Diplomacy
- First edition
- Author: Henry Kissinger
- Language: English
- Subject: Diplomacy
- Publisher: Simon & Schuster
- Publication date: 1994
- Publication place: United States
- Pages: 912
- ISBN: 0-671-51099-1
- OCLC: 32350622

= Diplomacy (Kissinger book) =

1994 book by Henry Kissinger

Diplomacy is a 1994 book written by former United States National Security Advisor and Secretary of State Henry Kissinger.

== Summary ==
The book offers a sweeping history of international relations and the art of diplomacy that largely concentrates on the 20th century and the Western World. Kissinger, as a great believer in the realist school (realism) of international relations, focuses strongly on the concepts of the balance of power in Europe prior to World War I, raison d'État and Realpolitik throughout the ages of diplomatic relations. Kissinger also provides realist critiques of diplomatic tactics of collective security, which was developed in the Charter of the League of Nations, and self-determination, which was also a principle of the League. Kissinger also examines the use of the sphere of influence arguments put forth by the Soviet Union in Eastern and Southern Europe after World War II, an argument that has been maintained by contemporary Russian foreign relations with regard to Ukraine, Georgia and other former Soviet satellites in Central Asia.

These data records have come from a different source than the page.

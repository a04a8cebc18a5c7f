//! Concurrency detection and clinch augmentation.
//!
//! Two routes are concurrent over a segment when both of its endpoints are
//! colocated with a *consecutive* pair of waypoints in the other route.
//! All segments sharing one physical stretch join a single shared list in
//! discovery order; member 0 is the canonical representative used for
//! mileage accounting and graph edges.

use hwy_core::{SegmentId, TravelerId};
use hwy_model::{HighwayData, TravelerList};

/// Discover concurrent segments across all routes.
///
/// Returns the log lines for `concurrencies.log` ("New concurrency" when a
/// list is created, "Extended concurrency" with the full membership when a
/// third or later segment joins).
pub fn detect_concurrencies(data: &mut HighwayData) -> Vec<String> {
    log::info!("Concurrent segment detection");
    let mut log = Vec::new();

    for route_idx in 0..data.routes.len() {
        for seg_pos in 0..data.routes[route_idx].segments.len() {
            let s = data.routes[route_idx].segments[seg_pos];
            let (w1, w2) = {
                let seg = data.segment(s);
                (seg.waypoint1, seg.waypoint2)
            };
            let (Some(group1), Some(group2)) = (
                data.waypoint(w1).colocated,
                data.waypoint(w2).colocated,
            ) else {
                continue;
            };

            // Candidate (other-route) segments between the two colocation
            // groups, gathered first so the union step can mutate freely.
            let mut others: Vec<SegmentId> = Vec::new();
            for &c1 in &data.coloc_groups[group1.index()] {
                let other_route = data.waypoint(c1).route;
                if other_route.index() == route_idx {
                    continue;
                }
                for &c2 in &data.coloc_groups[group2.index()] {
                    if data.waypoint(c2).route != other_route {
                        continue;
                    }
                    if let Some(other) = data.find_segment_by_waypoints(other_route, c1, c2) {
                        others.push(other);
                    }
                }
            }

            for other in others {
                match data.segment(s).concurrent {
                    None => {
                        let conc = data.new_concurrency(vec![s, other]);
                        data.segments[s.index()].concurrent = Some(conc);
                        data.segments[other.index()].concurrent = Some(conc);
                        log.push(format!(
                            "New concurrency [{}][{}] (2)",
                            data.segment_str(s),
                            data.segment_str(other)
                        ));
                    }
                    Some(conc) => {
                        data.segments[other.index()].concurrent = Some(conc);
                        if !data.concurrencies[conc.index()].contains(&other) {
                            data.concurrencies[conc.index()].push(other);
                            let mut entry = String::from("Extended concurrency ");
                            for &member in &data.concurrencies[conc.index()] {
                                entry.push('[');
                                entry.push_str(&data.segment_str(member));
                                entry.push(']');
                            }
                            entry.push_str(&format!(" ({})", data.concurrencies[conc.index()].len()));
                            log.push(entry);
                        }
                    }
                }
            }
        }
    }
    log
}

/// Propagate clinches across concurrencies: a traveler who clinched one
/// member clinches every *other* member whose route belongs to an
/// active-or-preview system.
///
/// Only the segment side is augmented; the traveler's own clinched set
/// keeps the segments their list actually named.  Returns log lines for
/// `concurrencies.log`.
pub fn augment_clinched_concurrencies(
    data: &mut HighwayData,
    travelers: &[TravelerList],
) -> Vec<String> {
    let mut log = Vec::new();
    for (i, t) in travelers.iter().enumerate() {
        let traveler_id = TravelerId(i as u32);
        for &s in &t.clinched {
            let Some(members) = data.concurrency(s).map(<[SegmentId]>::to_vec) else {
                continue;
            };
            for hs in members {
                if hs != s
                    && data.segment_system(hs).active_or_preview()
                    && data.segments[hs.index()].add_clinched_by(traveler_id)
                {
                    log.push(format!(
                        "Concurrency augment for traveler {}: [{}] based on [{}]",
                        t.name,
                        data.segment_str(hs),
                        data.segment_str(s)
                    ));
                }
            }
        }
    }
    log
}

The history begins in Europe in the 17th century but quickly advances up to the World Wars and then the Cold War. Kissinger refers to himself numerous times in the book, especially when he recounts the Richard Nixon and Gerald Ford presidencies. The book ends with the argument that the US after the Cold War world should return to European style realpolitik and abandon Wilsonian idealism, arguing that American survival requires tough choices based on unvarnished appraisals of the global situation, not utopian ideals. But he cautioned that realpolitik is not some sort of an automatic 'cure-all' for all diplomatic or political dilemmas.

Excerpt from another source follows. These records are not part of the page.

//! Error types for hwy-graph.

use thiserror::Error;

/// Failures while writing graph files.
#[derive(Debug, Error)]
pub enum GraphError {
    #[error("I/O error: {0}")]
    Io(#[from] std::io::Error),
}

/// Alias for `Result<T, GraphError>`.
pub type GraphResult<T> = Result<T, GraphError>;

Kissinger dedicated the book to the men and women of the United States Foreign Service.

==Praise==
In a New York Times review the book was likened to Machiavelli's classic 'Discourses' and predicted that in future it will be read, like Machiavelli's book, "for its wisdom".

==Criticism==
The book was criticized by historian Ernest R. May for historical inaccuracies, such as Kissinger's assertion that the concept of self-determination was unknown to European statesmen until it was championed by President Woodrow Wilson.

==Chapters==
1. The New World Order
2. The Hinge: Theodore Roosevelt or Woodrow Wilson
3. From Universality to Equilibrium: Richelieu, William of Orange, and Pitt
4. The Concert of Europe: Great Britain, Austria, and Russia
5. Two Revolutionaries: Napoleon III and Bismarck
6. Realpolitik Turns on Itself
7. A Political Doomsday Machine: European Diplomacy Before the First World War
8. Into the Vortex: The Military Doomsday Machine
9. The New Face of Diplomacy: Wilson and the Treaty of Versailles
10. The Dilemmas of the Victors
11. Stresemann and the Re-emergence of the Vanquished
12. The End of Illusion: Hitler and the Destruction of Versailles
13. Stalin's Bazaar
14. The Nazi-Soviet Pact
15. America Re-enters the Arena: Franklin Delano Roosevelt
16. Three Approaches to Peace: Roosevelt, Stalin, and Churchill in World War II
17. The Beginning of the Cold War
18. The Success and the Pain of Containment
19. The Dilemma of Containment: The Korean War
20. Negotiating with the Communists: Adenauer, Churchill, and Eisenhower
21. Leapfrogging Containment: The Suez Crisis
22. Hungary: Upheaval in the Empire
23. Khrushchev's Ultimatum: The Berlin Crisis 1958-63
24. Concepts of Western Unity: Macmillan, de Gaulle, Eisenhower, and Kennedy
25. Vietnam: Entry into the Morass; Truman and Eisenhower
26. Vietnam: On the Road to Despair; Kennedy, and Johnson
27. Vietnam: The Extrication; Nixon
28. Foreign Policy as Geopolitics: Nixon's Triangular Diplomacy
29. Détente and Its Discontents
30. The End of the Cold War: Reagan and Gorbachev
31. The New World Order Reconsidered

A leather-bound, gold-embossed edition of the book was published by the Easton Press and signed by Kissinger.

The book appears in the film Muppet Treasure Island, in which The Great Gonzo pulls it out of Billy Bones' sea chest.